La jueza de distrito estadounidense Ana Reyes en Washington acordó suspender la terminación del estatus de protección temporal para los haitianos mientras está pendiente una demanda en su contra. La designación de TPS para personas de la nación insular caribeña estaba programada para finalizar el 3 de febrero.
Reyes dijo en una opinión adjunta de 83 páginas que los demandantes probablemente prevalecerían en cuanto al fondo y que creía que era “significativamente probable” que la Secretaria de Seguridad Nacional, Kristi Noem, predeterminó su decisión de despido debido a la “hostilidad hacia los inmigrantes no blancos”.
“Durante la suspensión, la terminación es nula y no tiene efecto legal”, dijo la juez en su orden de dos páginas, y agregó que la terminación por ahora no tiene ningún impacto en su capacidad para trabajar y en su protección contra la detención y la deportación.
El Secretario de Seguridad Nacional puede otorgar el Estatus de Protección Temporal cuando las condiciones en los países de origen se consideran inseguras para el regreso debido a un desastre natural, inestabilidad política u otras amenazas. Si bien otorga a los titulares del TPS el derecho a vivir y trabajar en los EE. UU., no proporciona un camino legal hacia la ciudadanía.
La administración Trump ha buscado agresivamente eliminar protecciones para que más personas sean elegibles para la deportación. Las medidas son parte de los esfuerzos más amplios de deportación masiva del gobierno.
Además de los inmigrantes de Haití, la secretaria de Seguridad Nacional, Kristi Noem, ha levantado las protecciones para unos 600.000 venezolanos, 60.000 personas de Honduras, Nicaragua y Nepal, más de 160.000 ucranianos y miles de personas de Afganistán y Camerún. Algunos tienen demandas pendientes en un tribunal federal.
El estatus TPS de Haití se activó por primera vez en 2010 después de un terremoto catastrófico y se ha extendido varias veces. El país está sacudido por la violencia de las pandillas que ha desplazado a cientos de miles de personas.

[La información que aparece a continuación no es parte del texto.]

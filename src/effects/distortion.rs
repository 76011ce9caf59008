//! Distortion effects: `(position, ..) -> position`.
//!
//! The returned position is where the host samples the original content for
//! this pixel. These never see color.

use glam::Vec2;

/// Vertical ripple with a fixed 5px amplitude. x is never touched.
pub fn wave(mut position: Vec2, time: f32) -> Vec2 {
    position.y += (time * 5.0 + position.y / 20.0).sin() * 5.0;
    position
}

/// Same ripple as `wave`, but the amplitude grows from 0 at the left edge to
/// 10px at the right edge.
pub fn relative_wave(mut position: Vec2, time: f32, size: Vec2) -> Vec2 {
    let distance = position / size;
    position.y += (time * 5.0 + position.y / 20.0).sin() * distance.x * 10.0;
    position
}
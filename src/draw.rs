// Window + software overlay drawing for the gallery.
// Provides:
// 1) A window that shows the effect output and reports pointer/keys.
// 2) A crosshair marking the current touch point.
// 3) A tiny 5x7 bitmap font for the HUD (also used to label the demo card).

use crate::error::Error;
use crate::types::FrameBuffer;
use minifb::{Key, KeyRepeat, MouseButton, MouseMode, Window, WindowOptions};

pub struct Drawer {
    window: Window,
}

impl Drawer {
    /// Create a window sized to the canvas.
    pub fn new(title: &str, width: usize, height: usize) -> Result<Self, Error> {
        let mut window = Window::new(title, width, height, WindowOptions::default())
            .map_err(|e| Error::WindowInit(e.to_string()))?;
        window.set_target_fps(60);
        Ok(Self { window })
    }

    /// Push this frame's pixels to the screen.
    pub fn present(&mut self, framebuffer: &FrameBuffer) -> Result<(), Error> {
        self.window
            .update_with_buffer(&framebuffer.pixels, framebuffer.width, framebuffer.height)
            .map_err(|e| Error::WindowUpdate(e.to_string()))?;
        Ok(())
    }

    pub fn set_title(&mut self, title: &str) {
        self.window.set_title(title);
    }

    /// False once the user closes the window.
    pub fn is_open(&self) -> bool {
        self.window.is_open()
    }

    pub fn esc_pressed(&self) -> bool {
        self.window.is_key_down(Key::Escape)
    }

    /// Pointer position in window pixels, clamped to the window.
    pub fn mouse_pos(&self) -> Option<(f32, f32)> {
        self.window
            .get_mouse_pos(MouseMode::Clamp)
            .map(|(x, y)| (x.max(0.0), y.max(0.0)))
    }

    pub fn left_mouse_down(&self) -> bool {
        self.window.get_mouse_down(MouseButton::Left)
    }

    pub fn next_pressed_once(&self) -> bool {
        self.window.is_key_pressed(Key::Right, KeyRepeat::No)
    }

    pub fn prev_pressed_once(&self) -> bool {
        self.window.is_key_pressed(Key::Left, KeyRepeat::No)
    }

    // flips the transition direction
    pub fn space_pressed_once(&self) -> bool {
        self.window.is_key_pressed(Key::Space, KeyRepeat::No)
    }

    // restarts the effect clock
    pub fn r_pressed_once(&self) -> bool {
        self.window.is_key_pressed(Key::R, KeyRepeat::No)
    }
}

/* ---------- Software drawing: pixels, crosshair, tiny bitmap font ---------- */

#[inline]
fn put_pixel(fb: &mut FrameBuffer, x: i32, y: i32, color: u32) {
    if x < 0 || y < 0 {
        return;
    }
    let (x, y) = (x as usize, y as usize);
    if x >= fb.width || y >= fb.height {
        return;
    }
    fb.pixels[y * fb.width + x] = color;
}

/// Bresenham line from (x0,y0) to (x1,y1).
fn draw_line(fb: &mut FrameBuffer, x0: i32, y0: i32, x1: i32, y1: i32, color: u32) {
    let (mut x0, mut y0) = (x0, y0);
    let dx = (x1 - x0).abs();
    let sx = if x0 < x1 { 1 } else { -1 };
    let dy = -(y1 - y0).abs();
    let sy = if y0 < y1 { 1 } else { -1 };
    let mut err = dx + dy;
    loop {
        put_pixel(fb, x0, y0, color);
        if x0 == x1 && y0 == y1 {
            break;
        }
        let e2 = 2 * err;
        if e2 >= dy {
            err += dy;
            x0 += sx;
        }
        if e2 <= dx {
            err += dx;
            y0 += sy;
        }
    }
}

/// A "+" with a small gap at the centre, marking the touch point.
pub fn draw_crosshair(fb: &mut FrameBuffer, cx: i32, cy: i32, size: i32, color: u32) {
    draw_line(fb, cx - size, cy, cx - 2, cy, color);
    draw_line(fb, cx + 2, cy, cx + size, cy, color);
    draw_line(fb, cx, cy - size, cx, cy - 2, color);
    draw_line(fb, cx, cy + 2, cx, cy + size, color);
    put_pixel(fb, cx, cy, color);
}

/* ---------- 5x7 bitmap font ---------- */

/// 5x7 glyph for `ch` (lowercase maps to uppercase).
/// Each u8 is a row; the low 5 bits are the pixels (bit 4 = leftmost).
pub(crate) fn glyph5x7(ch: char) -> Option<[u8; 7]> {
    macro_rules! g { ($a:expr,$b:expr,$c:expr,$d:expr,$e:expr,$f:expr,$g:expr) => {
        Some([$a,$b,$c,$d,$e,$f,$g])
    }; }

    match ch.to_ascii_uppercase() {
        '0' => g!(0b01110,0b10001,0b10011,0b10101,0b11001,0b10001,0b01110),
        '1' => g!(0b00100,0b01100,0b00100,0b00100,0b00100,0b00100,0b01110),
        '2' => g!(0b01110,0b10001,0b00001,0b00010,0b00100,0b01000,0b11111),
        '3' => g!(0b11110,0b00001,0b00001,0b01110,0b00001,0b00001,0b11110),
        '4' => g!(0b00010,0b00110,0b01010,0b10010,0b11111,0b00010,0b00010),
        '5' => g!(0b11111,0b10000,0b11110,0b00001,0b00001,0b10001,0b01110),
        '6' => g!(0b00110,0b01000,0b10000,0b11110,0b10001,0b10001,0b01110),
        '7' => g!(0b11111,0b00001,0b00010,0b00100,0b01000,0b01000,0b01000),
        '8' => g!(0b01110,0b10001,0b10001,0b01110,0b10001,0b10001,0b01110),
        '9' => g!(0b01110,0b10001,0b10001,0b01111,0b00001,0b00010,0b01100),

        'A' => g!(0b01110,0b10001,0b10001,0b11111,0b10001,0b10001,0b10001),
        'B' => g!(0b11110,0b10001,0b10001,0b11110,0b10001,0b10001,0b11110),
        'C' => g!(0b01110,0b10001,0b10000,0b10000,0b10000,0b10001,0b01110),
        'D' => g!(0b11100,0b10010,0b10001,0b10001,0b10001,0b10010,0b11100),
        'E' => g!(0b11111,0b10000,0b10000,0b11110,0b10000,0b10000,0b11111),
        'F' => g!(0b11111,0b10000,0b10000,0b11110,0b10000,0b10000,0b10000),
        'G' => g!(0b01110,0b10001,0b10000,0b10111,0b10001,0b10001,0b01111),
        'H' => g!(0b10001,0b10001,0b10001,0b11111,0b10001,0b10001,0b10001),
        'I' => g!(0b01110,0b00100,0b00100,0b00100,0b00100,0b00100,0b01110),
        'J' => g!(0b00111,0b00010,0b00010,0b00010,0b00010,0b10010,0b01100),
        'K' => g!(0b10001,0b10010,0b10100,0b11000,0b10100,0b10010,0b10001),
        'L' => g!(0b10000,0b10000,0b10000,0b10000,0b10000,0b10000,0b11111),
        'M' => g!(0b10001,0b11011,0b10101,0b10101,0b10001,0b10001,0b10001),
        'N' => g!(0b10001,0b10001,0b11001,0b10101,0b10011,0b10001,0b10001),
        'O' => g!(0b01110,0b10001,0b10001,0b10001,0b10001,0b10001,0b01110),
        'P' => g!(0b11110,0b10001,0b10001,0b11110,0b10000,0b10000,0b10000),
        'Q' => g!(0b01110,0b10001,0b10001,0b10001,0b10101,0b10010,0b01101),
        'R' => g!(0b11110,0b10001,0b10001,0b11110,0b10100,0b10010,0b10001),
        'S' => g!(0b01111,0b10000,0b10000,0b01110,0b00001,0b00001,0b11110),
        'T' => g!(0b11111,0b00100,0b00100,0b00100,0b00100,0b00100,0b00100),
        'U' => g!(0b10001,0b10001,0b10001,0b10001,0b10001,0b10001,0b01110),
        'V' => g!(0b10001,0b10001,0b10001,0b10001,0b10001,0b01010,0b00100),
        'W' => g!(0b10001,0b10001,0b10001,0b10101,0b10101,0b10101,0b01010),
        'X' => g!(0b10001,0b10001,0b01010,0b00100,0b01010,0b10001,0b10001),
        'Y' => g!(0b10001,0b10001,0b01010,0b00100,0b00100,0b00100,0b00100),
        'Z' => g!(0b11111,0b00001,0b00010,0b00100,0b01000,0b10000,0b11111),

        ' ' => g!(0b00000,0b00000,0b00000,0b00000,0b00000,0b00000,0b00000),
        '|' => g!(0b00100,0b00100,0b00100,0b00100,0b00100,0b00100,0b00100),
        ':' => g!(0b00000,0b00100,0b00000,0b00000,0b00100,0b00000,0b00000),
        '.' => g!(0b00000,0b00000,0b00000,0b00000,0b00000,0b00100,0b00000),
        '-' => g!(0b00000,0b00000,0b00000,0b11111,0b00000,0b00000,0b00000),
        '=' => g!(0b00000,0b00000,0b11111,0b00000,0b11111,0b00000,0b00000),
        '/' => g!(0b00001,0b00001,0b00010,0b00100,0b01000,0b10000,0b10000),

        _ => None,
    }
}

/// One glyph at (x,y) with a 1px black drop shadow.
fn draw_char_5x7(fb: &mut FrameBuffer, x: i32, y: i32, ch: char, color: u32) {
    let Some(rows) = glyph5x7(ch) else { return };
    for (offset, c) in [(1, 0x0000_0000), (0, color)] {
        for (ry, rowbits) in rows.iter().enumerate() {
            for rx in 0..5 {
                if (rowbits & (1 << (4 - rx))) != 0 {
                    put_pixel(fb, x + rx + offset, y + ry as i32 + offset, c);
                }
            }
        }
    }
}

/// A text string of 5x7 glyphs with 1px spacing.
pub fn draw_text_5x7(fb: &mut FrameBuffer, mut x: i32, y: i32, text: &str, color: u32) {
    for ch in text.chars() {
        draw_char_5x7(fb, x, y, ch, color);
        x += 6;
    }
}
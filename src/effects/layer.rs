//! Layer effects: `(position, layer, ..) -> color`.
//!
//! These may sample the supplied layer at any position, not just the pixel
//! being shaded.

use glam::Vec2;

use crate::math::{mix, smoothstep};
use crate::sampler::Layer;
use crate::types::{Color, TRANSPARENT};

/// Lens extent, in normalized squared distance from the touch point.
pub const LOUPE_THRESHOLD: f32 = 0.05;

/// Magnifying lens centred on `touch`.
///
/// Inside the lens the content is sampled at half the distance from the
/// centre (2× zoom), relaxing back toward 1× as the distance grows, which
/// gives the rim a slight bulge.
pub fn loupe(position: Vec2, layer: &dyn Layer, size: Vec2, touch: Vec2) -> Color {
    let uv = position / size;
    let center = touch / size;
    let delta = uv - center;

    let aspect_ratio = size.x / size.y;
    let distance = delta.x * delta.x + (delta.y * delta.y) / aspect_ratio;

    let mut total_zoom = 1.0;
    if distance < LOUPE_THRESHOLD {
        total_zoom /= 2.0;
        total_zoom += distance * 10.0;
    }

    let new_position = delta * total_zoom + center;
    layer.sample(new_position * size)
}

/// Left-to-right "cross warp" transition out.
///
/// As `amount` rises, each column (leading with the right edge) squeezes its
/// content toward the centre and fades to transparent. At 0 the layer is
/// shown unchanged; at 1 nothing is left.
pub fn crosswarp(position: Vec2, layer: &dyn Layer, size: Vec2, amount: f32) -> Color {
    let uv = position / size;
    let progress = smoothstep(0.0, 1.0, amount * 2.0 + uv.x - 1.0);
    let stretched = (uv - 0.5) * (1.0 - progress) + 0.5;
    mix(layer.sample(stretched * size), TRANSPARENT, progress)
}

“Si la terminación se mantiene, es casi seguro que habrá gente que muera”, escribieron los abogados de los titulares haitianos del TPS en un expediente judicial en diciembre. “Es probable que algunos mueran, es probable que otros mueran morir de una enfermedady otros probablemente morirán de hambre”.
Dicen que la decisión de poner fin al estatus de Haití fue motivada por la hostilidad racial y que Noem no consideró si había un conflicto armado en curso que representaría una “amenaza grave” a la seguridad personal, como exige la ley.
El Departamento de Seguridad Nacional dijo que las condiciones en Haití habían mejorado. En una declaración de demanda presentada en diciembre, los abogados de la administración dijeron que las afirmaciones de animadversión racial de los demandantes se basaban en declaraciones “sacadas de contexto, a menudo de otros oradores y de años atrás, y sin conexión directa con las conclusiones del secretario”.
“Más bien, la secretaria Noem proporcionó explicaciones razonadas y aparentemente suficientes para sus decisiones”. ellos han dicho.
Una declaración del gobierno en noviembre anunciando el cierre dijo que había habido algunos acontecimientos positivos para Haití, incluida la aprobación de una nueva fuerza multinacional contra las pandillas. Noem determinó que permitir que los haitianos permanezcan en Estados Unidos iría en contra del interés nacional, según el comunicado.